• [What to work on]: Look at the entries below and restate word for word the lines from the first through the one that has "zero or larger".

=====

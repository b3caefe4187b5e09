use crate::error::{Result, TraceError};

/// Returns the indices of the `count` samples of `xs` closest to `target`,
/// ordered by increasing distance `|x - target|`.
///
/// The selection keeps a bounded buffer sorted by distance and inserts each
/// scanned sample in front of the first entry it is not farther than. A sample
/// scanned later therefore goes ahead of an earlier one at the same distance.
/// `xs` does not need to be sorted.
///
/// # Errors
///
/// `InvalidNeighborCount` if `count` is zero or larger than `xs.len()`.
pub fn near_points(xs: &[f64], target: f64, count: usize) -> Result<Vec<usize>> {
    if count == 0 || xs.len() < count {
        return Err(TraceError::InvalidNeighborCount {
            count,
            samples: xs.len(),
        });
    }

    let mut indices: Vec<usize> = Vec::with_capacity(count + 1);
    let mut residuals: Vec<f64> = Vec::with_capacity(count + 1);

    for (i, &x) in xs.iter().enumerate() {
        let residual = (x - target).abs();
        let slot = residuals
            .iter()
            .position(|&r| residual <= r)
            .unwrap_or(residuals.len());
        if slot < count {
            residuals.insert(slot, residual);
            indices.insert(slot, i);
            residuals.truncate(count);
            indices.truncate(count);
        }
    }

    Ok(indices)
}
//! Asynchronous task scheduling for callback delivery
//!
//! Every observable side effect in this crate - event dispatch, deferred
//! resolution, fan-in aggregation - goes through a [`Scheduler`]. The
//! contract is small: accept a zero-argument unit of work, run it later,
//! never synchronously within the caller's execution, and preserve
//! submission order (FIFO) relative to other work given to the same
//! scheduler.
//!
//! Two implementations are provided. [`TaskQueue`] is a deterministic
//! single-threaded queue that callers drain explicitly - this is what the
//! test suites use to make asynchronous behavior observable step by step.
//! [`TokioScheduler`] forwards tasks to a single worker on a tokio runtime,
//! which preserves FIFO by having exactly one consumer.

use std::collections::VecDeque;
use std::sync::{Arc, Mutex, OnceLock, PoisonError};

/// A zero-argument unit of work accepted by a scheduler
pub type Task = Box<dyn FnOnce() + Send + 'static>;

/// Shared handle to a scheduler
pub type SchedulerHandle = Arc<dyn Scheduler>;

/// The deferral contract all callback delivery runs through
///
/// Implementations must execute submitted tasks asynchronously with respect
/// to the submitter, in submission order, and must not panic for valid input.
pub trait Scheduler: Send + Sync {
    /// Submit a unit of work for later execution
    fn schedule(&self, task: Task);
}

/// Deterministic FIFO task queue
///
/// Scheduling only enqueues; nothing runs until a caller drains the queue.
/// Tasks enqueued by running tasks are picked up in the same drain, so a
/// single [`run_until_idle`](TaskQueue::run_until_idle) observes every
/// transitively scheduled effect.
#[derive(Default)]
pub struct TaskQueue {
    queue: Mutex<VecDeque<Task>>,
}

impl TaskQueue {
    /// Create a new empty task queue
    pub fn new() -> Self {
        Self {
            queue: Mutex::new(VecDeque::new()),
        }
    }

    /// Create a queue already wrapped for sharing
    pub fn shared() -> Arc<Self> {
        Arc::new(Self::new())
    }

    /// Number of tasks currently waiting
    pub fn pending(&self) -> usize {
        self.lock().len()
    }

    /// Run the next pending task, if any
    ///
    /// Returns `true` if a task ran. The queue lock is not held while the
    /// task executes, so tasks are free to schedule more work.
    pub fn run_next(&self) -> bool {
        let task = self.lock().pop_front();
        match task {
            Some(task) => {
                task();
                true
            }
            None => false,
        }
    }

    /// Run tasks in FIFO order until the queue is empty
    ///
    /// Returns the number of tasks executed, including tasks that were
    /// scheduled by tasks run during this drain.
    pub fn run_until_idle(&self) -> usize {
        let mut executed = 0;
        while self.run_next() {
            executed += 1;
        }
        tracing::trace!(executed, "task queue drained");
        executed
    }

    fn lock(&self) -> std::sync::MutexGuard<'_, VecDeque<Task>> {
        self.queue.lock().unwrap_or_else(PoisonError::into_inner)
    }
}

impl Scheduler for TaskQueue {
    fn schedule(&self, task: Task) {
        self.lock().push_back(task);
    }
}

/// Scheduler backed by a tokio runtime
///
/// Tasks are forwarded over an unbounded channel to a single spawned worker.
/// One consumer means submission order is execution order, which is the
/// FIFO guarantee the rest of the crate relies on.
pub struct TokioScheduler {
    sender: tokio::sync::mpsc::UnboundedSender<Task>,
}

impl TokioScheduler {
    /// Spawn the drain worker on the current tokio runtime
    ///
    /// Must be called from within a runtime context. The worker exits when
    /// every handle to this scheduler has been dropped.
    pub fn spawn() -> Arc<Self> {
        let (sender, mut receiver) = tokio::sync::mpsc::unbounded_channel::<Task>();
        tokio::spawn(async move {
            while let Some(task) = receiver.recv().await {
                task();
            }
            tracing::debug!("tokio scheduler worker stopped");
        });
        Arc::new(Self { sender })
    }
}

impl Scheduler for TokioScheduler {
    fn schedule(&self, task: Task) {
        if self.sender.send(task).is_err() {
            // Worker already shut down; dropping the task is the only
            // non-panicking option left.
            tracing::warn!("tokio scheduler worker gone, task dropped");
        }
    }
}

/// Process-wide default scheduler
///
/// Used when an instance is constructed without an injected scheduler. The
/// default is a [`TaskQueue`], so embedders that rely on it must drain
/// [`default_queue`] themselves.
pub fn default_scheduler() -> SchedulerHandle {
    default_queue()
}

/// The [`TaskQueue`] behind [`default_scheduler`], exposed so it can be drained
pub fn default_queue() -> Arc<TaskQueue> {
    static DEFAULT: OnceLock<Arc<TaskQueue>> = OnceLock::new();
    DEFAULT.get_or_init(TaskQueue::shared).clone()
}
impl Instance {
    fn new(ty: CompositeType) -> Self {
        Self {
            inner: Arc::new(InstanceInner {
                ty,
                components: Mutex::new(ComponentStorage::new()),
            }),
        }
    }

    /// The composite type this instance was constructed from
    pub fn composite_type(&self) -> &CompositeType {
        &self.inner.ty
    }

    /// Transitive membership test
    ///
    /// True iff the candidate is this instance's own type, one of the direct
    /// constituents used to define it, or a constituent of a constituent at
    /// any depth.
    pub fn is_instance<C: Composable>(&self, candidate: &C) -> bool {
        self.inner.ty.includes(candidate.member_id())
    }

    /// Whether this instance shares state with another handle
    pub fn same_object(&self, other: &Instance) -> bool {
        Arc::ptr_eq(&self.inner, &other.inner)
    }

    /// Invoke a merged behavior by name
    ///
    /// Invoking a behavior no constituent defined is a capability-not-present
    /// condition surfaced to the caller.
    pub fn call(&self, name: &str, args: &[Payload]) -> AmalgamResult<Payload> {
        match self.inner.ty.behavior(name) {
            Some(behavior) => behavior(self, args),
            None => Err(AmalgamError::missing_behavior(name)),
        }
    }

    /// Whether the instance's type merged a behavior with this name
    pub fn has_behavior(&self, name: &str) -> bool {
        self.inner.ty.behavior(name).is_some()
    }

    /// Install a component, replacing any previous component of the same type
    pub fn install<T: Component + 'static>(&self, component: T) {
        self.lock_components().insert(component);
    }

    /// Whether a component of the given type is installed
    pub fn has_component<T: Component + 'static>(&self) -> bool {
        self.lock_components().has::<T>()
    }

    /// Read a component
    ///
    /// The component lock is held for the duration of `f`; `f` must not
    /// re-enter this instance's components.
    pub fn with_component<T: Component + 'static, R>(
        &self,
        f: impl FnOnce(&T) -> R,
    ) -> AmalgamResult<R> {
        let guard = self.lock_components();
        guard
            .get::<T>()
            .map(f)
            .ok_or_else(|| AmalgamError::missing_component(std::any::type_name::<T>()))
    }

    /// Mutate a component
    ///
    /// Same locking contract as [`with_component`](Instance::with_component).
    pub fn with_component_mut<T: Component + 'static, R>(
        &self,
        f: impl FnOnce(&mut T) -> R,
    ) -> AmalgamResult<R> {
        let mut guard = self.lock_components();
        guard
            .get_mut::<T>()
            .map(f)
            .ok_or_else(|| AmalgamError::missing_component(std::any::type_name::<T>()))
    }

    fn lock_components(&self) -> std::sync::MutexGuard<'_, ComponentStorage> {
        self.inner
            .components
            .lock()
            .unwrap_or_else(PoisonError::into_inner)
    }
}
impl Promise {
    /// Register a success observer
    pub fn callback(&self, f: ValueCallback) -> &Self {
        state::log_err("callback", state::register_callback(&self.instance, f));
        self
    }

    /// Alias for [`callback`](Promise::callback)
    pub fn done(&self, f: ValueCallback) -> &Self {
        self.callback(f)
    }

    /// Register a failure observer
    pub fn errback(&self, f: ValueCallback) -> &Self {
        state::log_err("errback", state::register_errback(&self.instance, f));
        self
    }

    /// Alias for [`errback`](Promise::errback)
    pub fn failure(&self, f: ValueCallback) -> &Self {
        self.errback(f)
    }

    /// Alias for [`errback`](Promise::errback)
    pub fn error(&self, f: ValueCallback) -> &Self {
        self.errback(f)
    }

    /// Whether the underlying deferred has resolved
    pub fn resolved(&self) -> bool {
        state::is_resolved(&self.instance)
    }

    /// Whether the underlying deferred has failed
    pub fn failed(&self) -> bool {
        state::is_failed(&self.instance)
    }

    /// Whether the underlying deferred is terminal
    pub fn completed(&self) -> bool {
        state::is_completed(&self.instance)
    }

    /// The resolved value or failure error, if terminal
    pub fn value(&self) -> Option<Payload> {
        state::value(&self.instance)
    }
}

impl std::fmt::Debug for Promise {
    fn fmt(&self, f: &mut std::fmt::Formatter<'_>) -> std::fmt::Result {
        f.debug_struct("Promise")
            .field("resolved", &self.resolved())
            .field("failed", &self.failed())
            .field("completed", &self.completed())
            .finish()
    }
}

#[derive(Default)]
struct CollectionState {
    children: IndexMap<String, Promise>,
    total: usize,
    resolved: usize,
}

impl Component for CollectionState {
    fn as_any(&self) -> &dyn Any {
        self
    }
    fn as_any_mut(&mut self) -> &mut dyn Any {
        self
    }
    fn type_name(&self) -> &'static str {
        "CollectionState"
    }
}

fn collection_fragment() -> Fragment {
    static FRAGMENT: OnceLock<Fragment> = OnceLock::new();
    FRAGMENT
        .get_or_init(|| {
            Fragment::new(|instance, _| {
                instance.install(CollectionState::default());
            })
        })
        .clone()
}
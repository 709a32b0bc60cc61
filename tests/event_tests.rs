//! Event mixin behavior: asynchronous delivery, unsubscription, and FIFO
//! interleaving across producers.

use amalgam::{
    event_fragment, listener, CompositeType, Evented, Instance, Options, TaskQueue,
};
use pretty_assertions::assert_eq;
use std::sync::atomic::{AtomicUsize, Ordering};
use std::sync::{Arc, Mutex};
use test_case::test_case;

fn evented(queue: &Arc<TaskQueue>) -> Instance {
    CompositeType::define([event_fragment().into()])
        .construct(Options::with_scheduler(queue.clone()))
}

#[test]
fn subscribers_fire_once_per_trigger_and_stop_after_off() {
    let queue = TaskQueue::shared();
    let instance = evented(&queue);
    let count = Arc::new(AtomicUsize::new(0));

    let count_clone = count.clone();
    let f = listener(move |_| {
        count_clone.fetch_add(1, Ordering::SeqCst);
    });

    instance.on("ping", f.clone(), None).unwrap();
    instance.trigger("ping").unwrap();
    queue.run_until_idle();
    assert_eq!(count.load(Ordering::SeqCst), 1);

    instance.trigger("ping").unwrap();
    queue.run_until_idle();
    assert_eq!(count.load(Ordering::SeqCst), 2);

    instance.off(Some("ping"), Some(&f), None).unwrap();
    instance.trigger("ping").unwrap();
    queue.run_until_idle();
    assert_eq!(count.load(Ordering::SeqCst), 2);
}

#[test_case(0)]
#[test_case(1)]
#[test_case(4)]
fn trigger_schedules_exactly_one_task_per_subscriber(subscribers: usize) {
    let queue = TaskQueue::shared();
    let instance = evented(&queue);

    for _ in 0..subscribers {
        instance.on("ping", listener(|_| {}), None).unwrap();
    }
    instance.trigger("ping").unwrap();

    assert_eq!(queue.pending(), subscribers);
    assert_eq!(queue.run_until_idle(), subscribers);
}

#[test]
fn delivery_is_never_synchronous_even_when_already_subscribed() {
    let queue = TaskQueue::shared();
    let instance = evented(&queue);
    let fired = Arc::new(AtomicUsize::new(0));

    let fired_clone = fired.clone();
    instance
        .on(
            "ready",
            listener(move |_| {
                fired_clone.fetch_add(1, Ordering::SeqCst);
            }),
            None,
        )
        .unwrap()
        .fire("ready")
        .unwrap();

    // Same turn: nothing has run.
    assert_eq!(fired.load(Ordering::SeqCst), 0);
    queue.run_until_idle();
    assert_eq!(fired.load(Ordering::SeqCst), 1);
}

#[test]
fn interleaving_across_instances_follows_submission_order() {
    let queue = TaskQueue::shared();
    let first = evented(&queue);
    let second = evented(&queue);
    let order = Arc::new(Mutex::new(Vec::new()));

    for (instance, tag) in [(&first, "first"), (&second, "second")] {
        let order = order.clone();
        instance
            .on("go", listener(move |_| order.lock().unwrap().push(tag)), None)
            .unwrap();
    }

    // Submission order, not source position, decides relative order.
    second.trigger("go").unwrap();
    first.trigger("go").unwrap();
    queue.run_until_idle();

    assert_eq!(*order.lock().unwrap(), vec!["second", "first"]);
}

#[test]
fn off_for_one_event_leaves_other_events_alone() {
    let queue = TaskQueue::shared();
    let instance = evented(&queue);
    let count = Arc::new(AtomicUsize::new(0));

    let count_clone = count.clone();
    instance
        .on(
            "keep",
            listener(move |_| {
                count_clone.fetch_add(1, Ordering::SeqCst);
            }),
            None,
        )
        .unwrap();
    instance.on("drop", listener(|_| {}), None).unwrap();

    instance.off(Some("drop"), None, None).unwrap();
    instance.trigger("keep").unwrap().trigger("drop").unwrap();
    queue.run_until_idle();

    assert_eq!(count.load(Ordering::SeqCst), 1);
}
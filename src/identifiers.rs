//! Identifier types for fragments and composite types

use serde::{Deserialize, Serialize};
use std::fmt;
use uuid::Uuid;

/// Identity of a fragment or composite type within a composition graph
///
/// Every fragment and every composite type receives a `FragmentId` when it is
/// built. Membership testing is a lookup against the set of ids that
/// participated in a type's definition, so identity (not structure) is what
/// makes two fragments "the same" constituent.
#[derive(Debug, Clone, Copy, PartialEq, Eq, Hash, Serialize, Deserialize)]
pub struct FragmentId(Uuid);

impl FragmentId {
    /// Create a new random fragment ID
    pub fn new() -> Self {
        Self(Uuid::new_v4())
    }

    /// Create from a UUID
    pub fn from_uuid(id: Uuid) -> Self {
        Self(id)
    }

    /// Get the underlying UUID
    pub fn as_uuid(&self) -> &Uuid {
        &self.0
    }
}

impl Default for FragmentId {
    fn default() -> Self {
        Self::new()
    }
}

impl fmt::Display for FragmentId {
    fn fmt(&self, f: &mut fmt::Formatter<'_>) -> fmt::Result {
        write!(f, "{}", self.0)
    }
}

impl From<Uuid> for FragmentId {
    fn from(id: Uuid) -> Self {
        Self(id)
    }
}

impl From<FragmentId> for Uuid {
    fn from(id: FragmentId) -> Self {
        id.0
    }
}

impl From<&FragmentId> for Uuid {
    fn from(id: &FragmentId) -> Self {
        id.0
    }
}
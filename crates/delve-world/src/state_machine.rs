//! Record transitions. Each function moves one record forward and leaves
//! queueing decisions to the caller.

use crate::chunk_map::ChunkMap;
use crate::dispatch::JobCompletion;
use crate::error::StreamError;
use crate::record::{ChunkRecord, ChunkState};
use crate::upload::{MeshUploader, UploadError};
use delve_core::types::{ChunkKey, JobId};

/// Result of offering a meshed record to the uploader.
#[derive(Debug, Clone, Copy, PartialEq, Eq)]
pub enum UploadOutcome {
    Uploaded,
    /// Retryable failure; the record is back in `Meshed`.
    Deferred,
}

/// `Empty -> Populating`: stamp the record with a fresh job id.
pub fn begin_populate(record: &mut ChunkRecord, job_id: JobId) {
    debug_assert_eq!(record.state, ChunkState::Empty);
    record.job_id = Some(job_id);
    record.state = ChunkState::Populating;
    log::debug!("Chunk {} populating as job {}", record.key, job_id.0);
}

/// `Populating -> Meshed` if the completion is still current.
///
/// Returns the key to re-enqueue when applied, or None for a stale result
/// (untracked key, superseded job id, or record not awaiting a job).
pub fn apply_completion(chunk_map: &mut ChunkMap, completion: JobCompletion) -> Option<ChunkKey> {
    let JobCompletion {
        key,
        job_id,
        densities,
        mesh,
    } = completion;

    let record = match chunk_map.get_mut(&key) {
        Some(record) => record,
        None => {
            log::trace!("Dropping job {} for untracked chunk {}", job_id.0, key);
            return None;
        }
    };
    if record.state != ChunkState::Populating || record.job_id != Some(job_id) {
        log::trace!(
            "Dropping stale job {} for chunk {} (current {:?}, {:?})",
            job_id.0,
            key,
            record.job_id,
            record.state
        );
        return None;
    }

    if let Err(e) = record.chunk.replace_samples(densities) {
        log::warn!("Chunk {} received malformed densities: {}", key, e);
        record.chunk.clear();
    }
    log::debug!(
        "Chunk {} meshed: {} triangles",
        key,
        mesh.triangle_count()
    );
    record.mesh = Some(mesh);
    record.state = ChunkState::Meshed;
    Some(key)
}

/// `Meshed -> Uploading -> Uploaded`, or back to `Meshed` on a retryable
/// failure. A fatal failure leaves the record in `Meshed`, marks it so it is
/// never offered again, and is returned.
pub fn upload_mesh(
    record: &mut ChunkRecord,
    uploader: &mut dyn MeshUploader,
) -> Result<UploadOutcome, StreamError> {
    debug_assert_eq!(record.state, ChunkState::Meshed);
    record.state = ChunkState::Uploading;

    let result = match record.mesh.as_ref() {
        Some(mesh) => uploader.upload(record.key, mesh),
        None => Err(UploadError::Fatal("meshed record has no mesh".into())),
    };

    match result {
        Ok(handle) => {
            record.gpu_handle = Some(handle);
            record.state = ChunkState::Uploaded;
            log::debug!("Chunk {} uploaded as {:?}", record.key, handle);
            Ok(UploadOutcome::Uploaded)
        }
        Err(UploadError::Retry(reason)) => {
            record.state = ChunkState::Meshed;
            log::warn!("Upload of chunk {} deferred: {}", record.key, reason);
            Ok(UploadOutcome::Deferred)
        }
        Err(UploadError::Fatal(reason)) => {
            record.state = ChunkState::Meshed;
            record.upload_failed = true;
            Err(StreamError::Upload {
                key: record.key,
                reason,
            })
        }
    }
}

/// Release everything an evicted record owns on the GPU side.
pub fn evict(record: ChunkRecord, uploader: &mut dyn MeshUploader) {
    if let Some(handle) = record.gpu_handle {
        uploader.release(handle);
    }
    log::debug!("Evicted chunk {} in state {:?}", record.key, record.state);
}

=====

• [Result below]:
repository b3caefe4187b5e09
use crate::error::{Result, TraceError};

/// Returns the indices of the `count` samples of `xs` closest to `target`,
/// ordered by increasing distance `|x - target|`.
///
/// The selection keeps a bounded buffer sorted by distance and inserts each
/// scanned sample in front of the first entry it is not farther than. A sample
/// scanned later therefore goes ahead of an earlier one at the same distance.
/// `xs` does not need to be sorted.
///
/// # Errors
///
/// `InvalidNeighborCount` if `count` is zero or larger than `xs.len()`.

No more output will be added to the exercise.